Cook County, Illinois includes almost 2 million parcels ranging from suburban mansions to thousand feet skyscrapers. The system is administered by a series of countywide agencies and it is responsible for fairly dividing property tax levies (the amounts that taxing bodies such as school districts levy against properties in their districts) among all these properties.
In the past, assessments in Cook County were highly regressive, where lower valued properties paid a significantly higher tax rate than higher valued properties.

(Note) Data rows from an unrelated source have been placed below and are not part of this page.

impl Simulator {
    /// Creates a new simulator with the provided flags and an empty program.
    pub fn new(flags: SimFlags) -> Self {
        Self {
            program: Program::default(),
            machine: Machine::new(flags.machine_init, 0),
            trace: vec![],
            serial_log: vec![],
            status: Status::Idle,
            pause_condition: Default::default(),
            steps_run: 0,
            source: None,
            stale: false,
            flags,
            breakpoints: Default::default(),
        }
    }

    /// Assembles source and loads it.
    ///
    /// If the source fails to assemble, the simulator is left as it was.
    pub fn load_source(&mut self, src: &str) -> Result<(), AsmErr> {
        let program = assemble(src)?;
        self.load(program);
        self.source = Some(src.to_string());
        Ok(())
    }

    /// Loads an assembled program.
    ///
    /// This rebuilds the machine state and clears the trace and serial log.
    pub fn load(&mut self, program: Program) {
        log::info!(
            "loaded program ({} lines, {} symbols, entry at line {})",
            program.len(), program.symbols().len(), program.entry() + 1
        );
        self.program = program;
        self.source = None;
        self.stale = false;
        self.reset();
    }

    /// Resets the machine to its state right after the program was loaded.
    ///
    /// This preserves flags, breakpoints, and the stale flag.
    /// This does not reassemble the source (see [`Simulator::reload`]).
    pub fn reset(&mut self) {
        self.machine = Machine::new(self.flags.machine_init, self.program.entry());
        self.trace.clear();
        self.serial_log.clear();
        self.status = Status::Idle;
        self.pause_condition = Default::default();
        self.steps_run = 0;
    }

    /// Replaces the source without reloading.
    ///
    /// The loaded program is kept, but the simulator refuses to step until [`Simulator::reload`].
    pub fn edit_source(&mut self, src: impl Into<String>) {
        self.source = Some(src.into());
        self.stale = true;
        log::debug!("source edited, program is stale");
    }

    /// Reassembles and reloads the current source.
    ///
    /// On error, the previous program stays loaded (and stays stale).
    pub fn reload(&mut self) -> Result<(), AsmErr> {
        match self.source.take() {
            Some(src) => {
                let result = self.load_source(&src);
                if result.is_err() {
                    self.source = Some(src);
                }
                result
            },
            None => {
                self.stale = false;
                self.reset();
                Ok(())
            }
        }
    }

    /// Whether the source was edited after the program was loaded.
    pub fn is_stale(&self) -> bool {
        self.stale
    }

    /// The source of the loaded program (or the edited source, if stale).
    ///
    /// This is `None` if the program was loaded with [`Simulator::load`].
    pub fn source(&self) -> Option<&str> {
        self.source.as_deref()
    }

    /// The loaded program.
    pub fn program(&self) -> &Program {
        &self.program
    }

    /// The current machine state.
    pub fn machine(&self) -> &Machine {
        &self.machine
    }

    /// The execution trace, newest first.
    pub fn trace(&self) -> std::iter::Rev<std::slice::Iter<'_, TraceEntry>> {
        self.trace.iter().rev()
    }

    /// Serial port activity, oldest first.
    pub fn serial_log(&self) -> &[SerialEvent] {
        &self.serial_log
    }

    /// All transmitted bytes, as text.
    pub fn serial_output(&self) -> String {
        self.serial_log.iter()
            .filter(|e| e.direction == SerialDirection::Transmit)
            .map(|e| char::from(e.byte))
            .collect()
    }

    /// The execution status.
    pub fn status(&self) -> &Status {
        &self.status
    }

    /// Indicates whether the last execution of the simulator hit a breakpoint.
    pub fn hit_breakpoint(&self) -> bool {
        matches!(self.pause_condition, PauseCondition::Breakpoint)
    }

    /// Indicates whether the simulator has run past the end of the program.
    pub fn hit_halt(&self) -> bool {
        matches!(self.status, Status::Halted)
    }

    /// Whether any breakpoint's condition currently holds.
    pub fn at_breakpoint(&self) -> bool {
        self.breakpoints.iter().any(|bp| bp.check(self))
    }

    /// Toggles one bit of a special function register (e.g., to drive a port pin).
    ///
    /// Only the low 3 bits of `bit` are used.
    pub fn toggle_sfr_bit(&mut self, addr: u8, bit: u8) -> Result<(), SimErr> {
        if addr < 0x80 {
            return Err(SimErr::NotAnSfr(addr));
        }

        self.machine.mem[addr] ^= 1 << (bit & 0b111);
        if addr == sfr::ACC {
            self.machine.update_parity();
        }
        Ok(())
    }

    /// Receives a byte on the serial port.
    ///
    /// The byte is placed in `SBUF` and `SCON.RI` is set.
    pub fn receive_serial(&mut self, byte: u8) {
        self.machine.mem[sfr::SBUF] = byte;
        self.machine.mem[sfr::SCON] |= scon::RI;
        self.serial_log.push(SerialEvent { direction: SerialDirection::Receive, byte });
        log::debug!("serial received {byte:#04X}");
    }

    /// The line an interrupt vector jumps to.
    fn vector_line(program: &Program, flags: SimFlags, vector: u16) -> usize {
        let org = match flags.vectors_follow_org {
            true  => program.origin_line(vector),
            false => None,
        };
        org.unwrap_or(usize::from(vector))
    }

    /// Executes one line.
    ///
    /// This function is a library function and should be used when one step is needed.
    /// The difference between this function and [`Simulator::step_in`] is that this
    /// function can return [`StepBreak::Halt`] as an error and does not update the status.
    fn step(&mut self) -> Result<(), StepBreak> {
        if self.stale {
            return Err(SimErr::StaleProgram.into());
        }

        let pc = self.machine.pc;
        if pc >= self.program.len() {
            return Err(StepBreak::Halt);
        }

        let Some((line, mnemonic)) = self.program.line(pc)
            .filter(|l| l.is_executable())
            .and_then(|l| Some((l, l.mnemonic.as_ref()?)))
        else {
            self.machine.pc += 1;
            self.steps_run += 1;
            return Ok(());
        };

        // Work on a copy, so a failed step leaves the machine untouched.
        let mut next = self.machine.clone();
        let acc_before = next.acc();

        let outcome = exec::execute(&mut next, line, self.program.symbols())?;
        if !outcome.parity_updated && next.acc() != acc_before {
            next.update_parity();
        }

        let cost = cycles::cost(mnemonic, &line.operands);
        next.cycles += u64::from(cost);
        let sent = device::tick(&mut next, cost, outcome.wrote_sbuf);

        let (program, flags) = (&self.program, self.flags);
        interrupt::service(&mut next, |v| Self::vector_line(program, flags, v));

        self.machine = next;
        self.trace.push(TraceEntry {
            pc,
            line_no: line.line_no,
            text: line.instruction().to_string(),
            acc: self.machine.acc(),
            regs: self.machine.banked_regs(),
        });
        if let Some(byte) = sent {
            self.serial_log.push(SerialEvent { direction: SerialDirection::Transmit, byte });
            log::debug!("serial transmitted {byte:#04X}");
        }
        self.steps_run += 1;

        log::trace!("line {}: {line} (A={:02X}, {} cycles)", line.line_no + 1, self.machine.acc(), self.machine.cycles);
        Ok(())
    }

    /// Updates the status after a step, and converts its result to a public one.
    fn settle(&mut self, result: Result<(), StepBreak>) -> Result<(), SimErr> {
        match result {
            Ok(()) => {
                if self.status != Status::Running {
                    self.status = Status::Idle;
                }
                Ok(())
            },
            Err(StepBreak::Halt) => {
                self.status = Status::Halted;
                Ok(())
            },
            Err(StepBreak::Err(SimErr::StaleProgram)) => Err(SimErr::StaleProgram),
            Err(StepBreak::Err(e)) => {
                log::warn!("step at line {} failed: {e}", self.machine.pc + 1);
                self.status = Status::Faulted(e.clone());
                Err(e)
            }
        }
    }

    /// Simulate one step, executing one line.
    ///
    /// Running past the end of the program is not an error; it sets the status to [`Status::Halted`].
    pub fn step_in(&mut self) -> Result<(), SimErr> {
        let result = self.step();
        self.settle(result)
    }

    /// Runs until the tripwire condition returns false (or any of the typical breaks occur).
    ///
    /// The typical break conditions are:
    /// - the PC runs past the end of the program
    /// - a step fails
    /// - a breakpoint matches
    pub fn run_while(&mut self, mut tripwire: impl FnMut(&mut Simulator) -> bool) -> Result<(), SimErr> {
        std::mem::take(&mut self.pause_condition);

        // event loop
        // run until:
        // 1. the tripwire condition returns false
        // 2. the program halts or errors
        // 3. any of the breakpoints are hit
        let result = loop {
            // Tripwire turned off:
            if !tripwire(self) {
                break Ok(PauseCondition::Tripwire);
            }

            // Run a step:
            match self.step() {
                Ok(_) => {},
                Err(e) => break Err(e),
            }

            // After executing, check that any breakpoints were hit.
            if self.at_breakpoint() {
                break Ok(PauseCondition::Breakpoint);
            }
        };

        match result {
            Ok(cond) => {
                self.pause_condition = cond;
                self.settle(Ok(()))
            },
            Err(StepBreak::Halt) => {
                self.pause_condition = PauseCondition::Halt;
                self.settle(Err(StepBreak::Halt))
            },
            Err(e) => self.settle(Err(e)),
        }
    }

    /// Execute the program.
    ///
    /// This blocks until the program ends.
    /// If you would like to limit the maximum number of steps to execute, consider [`Simulator::run_with_limit`].
    pub fn run(&mut self) -> Result<(), SimErr> {
        self.run_while(|_| true)
    }

    /// Execute the program with a limit on how many steps to execute.
    ///
    /// This blocks until the program ends or until the number of steps to execute has been hit.
    pub fn run_with_limit(&mut self, max_steps: u64) -> Result<(), SimErr> {
        let i = self.steps_run;
        self.run_while(|sim| sim.steps_run.wrapping_sub(i) < max_steps)
    }

    /// Marks the simulator as running (or not) under a run loop.
    pub(crate) fn set_running(&mut self, running: bool) {
        match running {
            true => self.status = Status::Running,
            false if self.status == Status::Running => self.status = Status::Idle,
            false => {}
        }
    }
}
impl Default for Simulator {
    fn default() -> Self {
        Self::new(Default::default())
    }
}
//! Continuous, paced execution.
//!
//! A [`RunLoop`] steps a shared [`Simulator`] on a worker thread, one step per tick.
//! The simulator sits behind a mutex, so manual steps ([`RunLoop::step_once`]) and
//! inspection from other threads are serialized with the worker's steps.
//! Every step happens entirely under the lock, so no one observes a half-executed step.
//!
//! ```
//! use std::time::Duration;
//! use i8051_ensemble::sim::Simulator;
//! use i8051_ensemble::sim::runner::RunLoop;
//!
//! let mut sim = Simulator::new(Default::default());
//! sim.load_source("LOOP: INC A\nSJMP LOOP").unwrap();
//!
//! let mut run_loop = RunLoop::with_interval(sim, Duration::from_millis(1));
//! assert!(run_loop.start());
//! std::thread::sleep(Duration::from_millis(20));
//! run_loop.stop();
//!
//! assert!(!run_loop.is_running());
//! assert!(run_loop.lock().steps_run > 0);
//! ```

use std::sync::{Arc, Mutex, MutexGuard, PoisonError};
use std::thread::JoinHandle;
use std::time::Duration;

use crossbeam_channel as cbc;

use super::{SimErr, Simulator};

/// The default time between steps.
pub const DEFAULT_INTERVAL: Duration = Duration::from_millis(100);

/// Runs a [`Simulator`] continuously on a worker thread.
///
/// The worker stops on its own when the program halts, a step fails, or a breakpoint matches.
/// Dropping the `RunLoop` stops the worker.
pub struct RunLoop {
    sim: Arc<Mutex<Simulator>>,
    interval: Duration,
    worker: Option<Worker>,
}

struct Worker {
    /// Dropping this disconnects the worker's stop channel.
    stop: cbc::Sender<()>,
    handle: JoinHandle<()>,
}

impl RunLoop {
    /// Creates a run loop stepping at [`DEFAULT_INTERVAL`]. It starts stopped.
    pub fn new(sim: Simulator) -> Self {
        Self::with_interval(sim, DEFAULT_INTERVAL)
    }

    /// Creates a run loop stepping once per `interval`. It starts stopped.
    pub fn with_interval(sim: Simulator, interval: Duration) -> Self {
        Self {
            sim: Arc::new(Mutex::new(sim)),
            interval,
            worker: None,
        }
    }

    /// A handle to the shared simulator.
    pub fn simulator(&self) -> Arc<Mutex<Simulator>> {
        Arc::clone(&self.sim)
    }

    /// Locks the simulator.
    ///
    /// The worker cannot step while the guard is held.
    pub fn lock(&self) -> MutexGuard<'_, Simulator> {
        lock(&self.sim)
    }

    /// Whether the worker is running.
    pub fn is_running(&self) -> bool {
        self.worker.as_ref().is_some_and(|w| !w.handle.is_finished())
    }

    /// Starts the worker.
    ///
    /// This returns false (and does nothing) if it is already running.
    pub fn start(&mut self) -> bool {
        if self.is_running() { return false; }
        // A worker that stopped itself still needs to be joined.
        self.join_worker();

        let (stop_tx, stop_rx) = cbc::bounded::<()>(0);
        let sim = Arc::clone(&self.sim);
        let ticker = cbc::tick(self.interval);

        lock(&sim).set_running(true);
        log::debug!("run loop started ({:?} per step)", self.interval);

        let handle = std::thread::spawn(move || loop {
            cbc::select! {
                recv(stop_rx) -> _ => break,
                recv(ticker) -> _ => {
                    let mut guard = lock(&sim);
                    if !advance(&mut guard) {
                        guard.set_running(false);
                        break;
                    }
                },
            }
        });

        self.worker = Some(Worker { stop: stop_tx, handle });
        true
    }

    /// Stops the worker, waiting for it to finish its current step.
    ///
    /// This does nothing if it is not running.
    pub fn stop(&mut self) {
        if self.join_worker() {
            lock(&self.sim).set_running(false);
            log::debug!("run loop stopped");
        }
    }

    /// Executes one step on the calling thread.
    ///
    /// This can be called whether or not the worker is running.
    pub fn step_once(&self) -> Result<(), SimErr> {
        lock(&self.sim).step_in()
    }

    /// Disconnects and joins the worker, returning whether there was one.
    fn join_worker(&mut self) -> bool {
        let Some(Worker { stop, handle }) = self.worker.take() else { return false };

        std::mem::drop(stop);
        // The worker only panics if a step panicked, which the mutex already records.
        let _ = handle.join();
        true
    }
}
impl Drop for RunLoop {
    fn drop(&mut self) {
        self.stop();
    }
}
impl std::fmt::Debug for RunLoop {
    fn fmt(&self, f: &mut std::fmt::Formatter<'_>) -> std::fmt::Result {
        f.debug_struct("RunLoop")
            .field("interval", &self.interval)
            .field("running", &self.is_running())
            .finish_non_exhaustive()
    }
}

/// Steps once, returning whether the worker should keep going.
fn advance(sim: &mut Simulator) -> bool {
    match sim.step_in() {
        Ok(()) if sim.hit_halt() => {
            log::info!("program halted after {} steps", sim.steps_run);
            false
        },
        Ok(()) if sim.at_breakpoint() => {
            log::info!("breakpoint hit at line {}", sim.machine().pc + 1);
            false
        },
        Ok(()) => true,
        Err(e) => {
            log::warn!("run stopped: {e}");
            false
        }
    }
}

fn lock(sim: &Mutex<Simulator>) -> MutexGuard<'_, Simulator> {
    // A step never leaves the simulator half-updated, so a poisoned lock is still usable.
    sim.lock().unwrap_or_else(PoisonError::into_inner)
}

#[cfg(test)]
mod tests {
    use std::time::{Duration, Instant};

    use crate::sim::debug::{Breakpoint, Comparator};
    use crate::sim::{SimErr, Simulator, Status};

    use super::RunLoop;

    fn run_loop(src: &str) -> RunLoop {
        let mut sim = Simulator::new(Default::default());
        sim.load_source(src).unwrap();
        RunLoop::with_interval(sim, Duration::from_millis(1))
    }

    fn wait_until_stopped(rl: &RunLoop) {
        let deadline = Instant::now() + Duration::from_secs(5);
        while rl.is_running() && Instant::now() < deadline {
            std::thread::sleep(Duration::from_millis(1));
        }
        assert!(!rl.is_running(), "run loop did not stop");
    }

    #[test]
    fn test_start_stop_idempotent() {
        let mut rl = run_loop("LOOP: INC A\nSJMP LOOP");
        assert!(!rl.is_running());
        assert!(rl.start());
        assert!(!rl.start());
        assert_eq!(rl.lock().status(), &Status::Running);

        rl.stop();
        rl.stop();
        assert!(!rl.is_running());
        assert_eq!(rl.lock().status(), &Status::Idle);

        // restartable
        assert!(rl.start());
        rl.stop();
    }

    #[test]
    fn test_stops_on_halt() {
        let mut rl = run_loop("MOV A, #1\nMOV A, #2");
        rl.start();
        wait_until_stopped(&rl);

        let sim = rl.lock();
        assert!(sim.hit_halt());
        assert_eq!(sim.machine().acc(), 2);
    }

    #[test]
    fn test_stops_on_error() {
        let mut rl = run_loop("NOP\nSJMP MISSING");
        rl.start();
        wait_until_stopped(&rl);

        let sim = rl.lock();
        assert_eq!(sim.status(), &Status::Faulted(SimErr::UnresolvedLabel("MISSING".to_string())));
    }

    #[test]
    fn test_stops_on_breakpoint() {
        let mut rl = run_loop("LOOP: INC A\nSJMP LOOP");
        rl.lock().breakpoints.insert(Breakpoint::Acc(Comparator::Eq(3)));
        rl.start();
        wait_until_stopped(&rl);

        let sim = rl.lock();
        assert_eq!(sim.machine().acc(), 3);
        assert_eq!(sim.status(), &Status::Idle);
    }

    #[test]
    fn test_manual_step_while_running() {
        let mut rl = RunLoop::with_interval(Simulator::new(Default::default()), Duration::from_secs(60));
        rl.lock().load_source("INC A\nINC A\nINC A").unwrap();
        rl.start();

        // the first tick is a minute away, so only manual steps run
        rl.step_once().unwrap();
        rl.step_once().unwrap();
        assert_eq!(rl.lock().machine().acc(), 2);
        assert!(rl.is_running());
        rl.stop();
    }

    #[test]
    fn test_stale_stops_worker() {
        let mut rl = run_loop("LOOP: SJMP LOOP");
        rl.lock().edit_source("NOP");
        rl.start();
        wait_until_stopped(&rl);
        assert_eq!(rl.step_once(), Err(SimErr::StaleProgram));
    }
}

A study by the Center for Municipal Finance at the University of Chicago showed that from 2011 to 2015 that these regressive assessments lead to over $2 billion of property tax liability being paid by lower valued homes instead of higher valued ones.
This study, alongside a public reckoning, resulted in the election of a new assessor in 2018.
This analysis focuses on single family homes Additionally, using the
cmfproperty
package, the IAAO arm’s length standard was
applied to the data. This will present a conservative picture of the
housing market in Cook County. Note that homes in Cook County as
supposed to be assessed at 10% of their fair market value. For clarity,
assessed values here are converted to market values.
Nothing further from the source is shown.